El tío del lavadero de coches

Por Javier Ancín

No es un tipo de muchas palabras. Que yo recuerde, no había cruzado nunca ni una con él, hasta la última tarde que me pase por allí, acelerado, como casi siempre.

Una persona lava su coche en un túnel de lavado.
Una persona lava su coche en un túnel de lavado.

Un poco. Lo suficiente para no perder puntos pero sí 200€. Soy un tío preciso y constante. Al menos para cosas inútiles. En menos de un mes me he comido dos multas de tráfico en radares distintos por ir a la peligrosa velocidad por autopista -dos carriles una y tres la otra, vacías, de día y con buena visibilidad-,de 144km/h.

Si al menos hubiera sido 155... me habría echado unas risas. Otro día hablamos de lo absurdo que es que con un coche infinitamente mejor, tengamos los mismos límites de velocidad en autopista que cuando nuestros antepasados iban a la playa en un Seat 127 al limite de su equilibrio a 120km/h. Hoy estoy aquí para otra cosa.

El caso es que bajé al lavadero de coches que hay en Echavacoiz, como cada vez que tengo el mío de dar asco, que es donde el tipo del que hablo trabaja.

Esta vez lo traía fino. En Madrid llovió tierra y parecía que había completado el antiguo Rally París-Dakar con mi coche. Ida y vuelta. Tenía el parabrisas tan comido de bichos que si me llegan a detectar los del partido de los animales, PACMA, me denuncian por genocidio en algún tribunal penal internacional.

Normalmente, cuando llego, freno, bajo la ventanilla, le saludo, le digo que de los dos programas que hay, normal (6€) y completo (7’5€), me ponga el segundo y le pago, no tengo respuesta ninguna. Pero esta vez fue diferente, me preguntó si los espejos son automáticos. No lo son, le dije. Sentí una extraña alegría al escucharle y para intentar alargar el momento le comenté si quería que se los retrajera. Yo lo hago antes de entrar en el túnel, contestó. Y se fue a sus cosas, pistola de presión en una mano y un pulverizador de detergente en la otra, mirando la carrocería a conciencia, estudiándola, para diseñar un plan perfecto.

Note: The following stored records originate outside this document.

// Melodic material: subject, tonal/real answer, and countersubject.
//
// The subject is built from a hand-authored rhythm template, an optional rest
// mask, and a scale-degree contour walk (mostly steps, some leaps, never three
// leaps the same way). The answer is the subject at the dominant; the tonal
// variant narrows an opening tonic-dominant leap to a fourth. The
// countersubject moves against the subject's rhythm: long subject notes get
// busy counterpoint and vice versa.
//
// Pitches come from a `ScaleMapper`. A failed mapping is logged and replaced
// by an arithmetic fallback; generation never aborts. All randomness comes
// from the caller's `FugueRng`.

use crate::config::FugueParams;
use crate::note::{Note, Phrase, first_pitch, phrase_duration};
use crate::scale::ScaleMapper;
use crate::transform::transpose;
use fugue_prng::FugueRng;
use tracing::{debug, info, warn};

/// Rhythm templates for subjects, in quarter notes.
const SUBJECT_RHYTHMS: [&[f64]; 6] = [
    &[0.5, 0.5, 1.0, 2.0],
    &[1.0, 0.5, 0.5, 2.0],
    &[0.25, 0.25, 0.5, 1.0, 2.0],
    &[1.0, 1.0, 1.0, 1.0],
    &[0.5, 0.25, 0.25, 1.0, 2.0],
    &[1.0, 0.5, 0.5, 1.0, 1.0],
];

/// Rest masks (true = rest). Index 0 is the "no rests" mask.
const REST_MASKS: [&[bool]; 7] = [
    &[false, false, false, false],
    &[false, false, true, false],
    &[false, true, false, false],
    &[true, false, false, false],
    &[false, false, false, true],
    &[false, true, false, true],
    &[false, false, true, false, false],
];

/// Probability that a subject uses one of the rest masks at all.
const SUBJECT_REST_CHANCE: f64 = 0.3;

const SUBJECT_VELOCITY: u8 = 96;
const COUNTERSUBJECT_VELOCITY: u8 = 80;

/// Semitones from tonic to dominant.
pub const DOMINANT: i32 = 7;

/// Generate a subject of `bars` 4/4 bars.
pub fn generate_subject(
    mapper: &impl ScaleMapper,
    params: &FugueParams,
    bars: u32,
    rng: &mut FugueRng,
) -> Phrase {
    let budget = 4.0 * bars.max(1) as f64;

    let start_degree = rng.pick(&[0, 4]);
    let mut durations: Vec<f64> = rng.choose(&SUBJECT_RHYTHMS).to_vec();

    let rest_mask: Vec<bool> = if rng.random_bool(SUBJECT_REST_CHANCE) {
        let mask = rng.choose(&REST_MASKS[1..]);
        (0..durations.len())
            .map(|i| mask.get(i).copied().unwrap_or(false))
            .collect()
    } else {
        vec![false; durations.len()]
    };

    let total: f64 = durations.iter().sum();
    if total > budget {
        let factor = budget / total;
        for d in &mut durations {
            *d *= factor;
        }
    }

    let steps = contour_steps(durations.len().saturating_sub(1), rng);

    let mut notes = Vec::with_capacity(durations.len());
    let mut degree = start_degree;
    for (i, (&duration, &is_rest)) in durations.iter().zip(&rest_mask).enumerate() {
        if is_rest {
            debug!(duration, "subject rest");
            notes.push(Note::rest(duration));
            continue;
        }
        let pitch = match mapper.get_note(degree, 0) {
            Ok(p) => p as i32,
            Err(e) => {
                warn!(degree, error = %e, "subject degree unmapped, using whole-tone fallback");
                params.tonic + 2 * degree
            }
        };
        notes.push(Note::pitched(pitch, duration, SUBJECT_VELOCITY));
        if let Some(&step) = steps.get(i) {
            degree = (degree + step).clamp(-7, 14);
        }
    }

    let rests = notes.iter().filter(|n| n.is_rest()).count();
    info!(
        notes = notes.len(),
        duration = phrase_duration(&notes),
        rests,
        "subject generated"
    );
    notes
}

/// Scale-degree steps for a contour: 60% steps, 30% small leaps, 10% large
/// leaps. A third consecutive move in the same direction is reversed.
fn contour_steps(count: usize, rng: &mut FugueRng) -> Vec<i32> {
    let mut steps: Vec<i32> = Vec::with_capacity(count);
    for _ in 0..count {
        let roll = rng.next_f64();
        let mut step: i32 = if roll < 0.6 {
            rng.pick(&[-1, 1])
        } else if roll < 0.9 {
            rng.pick(&[-2, 2, -3, 3])
        } else {
            rng.pick(&[-4, 4, -5, 5])
        };
        if let [.., a, b] = steps.as_slice() {
            if a.signum() == step.signum() && b.signum() == step.signum() {
                step = -step;
            }
        }
        steps.push(step);
    }
    steps
}

/// Exact transposition to the dominant.
pub fn real_answer(subject: &[Note]) -> Phrase {
    transpose(subject, DOMINANT)
}

/// Transposition to the dominant, with an opening tonic-to-dominant leap
/// (+7 between the first two pitched notes) answered by a fourth (+5).
pub fn tonal_answer(subject: &[Note]) -> Phrase {
    let mut answer = transpose(subject, DOMINANT);

    let pitched: Vec<usize> = subject
        .iter()
        .enumerate()
        .filter(|(_, n)| !n.is_rest())
        .map(|(i, _)| i)
        .take(2)
        .collect();
    let &[first, second] = pitched.as_slice() else {
        return answer;
    };
    let (Some(a), Some(b)) = (subject[first].pitch, subject[second].pitch) else {
        return answer;
    };
    if b - a == DOMINANT {
        if let Some(answer_first) = answer[first].pitch {
            answer[second] = answer[second].with_pitch(answer_first + 5);
        }
    }
    answer
}

/// Tonal or real answer according to `params.use_tonal_answer`.
pub fn answer_for(subject: &[Note], params: &FugueParams) -> Phrase {
    if params.use_tonal_answer {
        tonal_answer(subject)
    } else {
        real_answer(subject)
    }
}

/// Generate a countersubject that complements the subject's rhythm.
pub fn generate_countersubject(
    subject: &[Note],
    mapper: &impl ScaleMapper,
    rng: &mut FugueRng,
) -> Phrase {
    if subject.is_empty() {
        return Vec::new();
    }

    let subject_duration = phrase_duration(subject);
    let pitched = subject.iter().filter(|n| !n.is_rest()).count();
    let rest_time: f64 = subject
        .iter()
        .filter(|n| n.is_rest())
        .map(|n| n.duration)
        .sum();
    let average = (subject_duration - rest_time) / pitched.max(1) as f64;

    let (rhythm, mask): (&[f64], &[bool]) = if average > 0.75 {
        (
            &[0.5, 0.5, 0.25, 0.25, 0.5, 1.0],
            &[false, true, false, false, false, true],
        )
    } else {
        (&[1.0, 1.0, 2.0], &[false, true, false])
    };

    let pattern_total: f64 = rhythm.iter().sum();
    let factor = if pattern_total > subject_duration {
        subject_duration / pattern_total
    } else {
        1.0
    };

    let anchor = first_pitch(subject).unwrap_or(60);
    let mut out = Vec::with_capacity(rhythm.len());
    let mut t = 0.0;
    let mut degree: i32 = 2;
    for (&d, &masked) in rhythm.iter().zip(mask) {
        if t >= subject_duration {
            break;
        }
        let duration = d * factor;
        if masked || rng.random_bool(0.15) {
            out.push(Note::rest(duration));
        } else {
            match mapper.get_note(degree, 0) {
                Ok(p) => {
                    out.push(Note::pitched(p as i32, duration, COUNTERSUBJECT_VELOCITY));
                    degree = (degree + rng.pick(&[-2, -1, 1, 2])).clamp(-5, 10);
                }
                Err(e) => {
                    warn!(degree, error = %e, "countersubject degree unmapped, using harmonic fallback");
                    let pitch = anchor + rng.pick(&[3, 4, 7, 10]);
                    out.push(Note::pitched(pitch, duration, COUNTERSUBJECT_VELOCITY));
                }
            }
        }
        t += duration;
    }

    debug!(
        notes = out.len(),
        rests = out.iter().filter(|n| n.is_rest()).count(),
        "countersubject generated"
    );
    out
}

Me gusta la forma de trabajar que tiene. Esa forma de analizar los problemas buscando siempre la solución óptima, si estridencias pero definitiva. Quizás por eso da igual como de cerdo tenga coche y donde me encuentre, espero a regresar a Pamplona para limpiarlo. No quiero que nadie más me lo toque.

Un profesional nuestro hombre, esmerado, meticuloso. Cada mancha es una cuestión personal sin perder la delicadeza y es eficaz y tan preciso como un rayo láser. Verlo trabajar es volver a creer que las cosas pueden salir siempre bien, pero no por ningún acto de magia, sino porque se hacen bien.

Da igual qué cola haya. Cada prelavado se lo toma como algo único. Una guerra total entre él y la perfección. Hasta que no se encuentra satisfecho de su trabajo, no acciona el túnel de lavado y deja que la máquina de rodillos termine la parte fácil del trabajo. La parte en la que tras una tormenta artificial, lluvia y truenos, te devuelve al mundo imperfecto en el que vivimos, poniendo fin al sueño, a la ilusión del esta vez va a ser distinto y va a salir todo bien, lo que sea ese todo.

La luz verde aparece y de nuevo entras en la vida, donde en realidad todo siempre acaba mal. Tipos como ese profesional no saben lo importantes que son, creando esos oasis para descansar del torbellino al menos diez minutos de vez en cuando. Y que te da gusto salir con el coche brillando, impoluto, joder, como nuevo, renacido, acelerando cada vez un poco más, hasta que las pequeñas gotas que quedan sin secar se evaporan por la velocidad.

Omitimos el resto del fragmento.